--- Goal of the exercise ---
Search the entries below for the string "error" and copy the lines that hold it.

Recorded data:
+ + + +

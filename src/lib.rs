//! `l1-inversion` library crate.
//!
//! Estimates `m` in an over-determined system `d = G·m` under an L1
//! (least-absolute-deviation) misfit by recasting the problem as a linear
//! program. The binary (`l1inv`) is a thin wrapper around this library.
//!
//! ```no_run
//! use nalgebra::{DMatrix, DVector};
//!
//! let g = DMatrix::from_element(3, 1, 1.0);
//! let d = DVector::from_row_slice(&[1.0, 1.0, 100.0]);
//! let m = l1_inversion::inversion::solve(&g, &d, None).unwrap();
//! assert!((m[0] - 1.0).abs() < 1e-6);
//! ```

pub mod app;
pub mod cli;
pub mod data;
pub mod domain;
pub mod error;
pub mod inversion;
pub mod io;
pub mod lp;
pub mod math;
pub mod report;

pub use error::{AppError, InversionError};
pub use inversion::{L1InversionSolver, solve};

+ + + +

--- Solution for this task ---
pub mod error;
pub use error::{AppError, InversionError};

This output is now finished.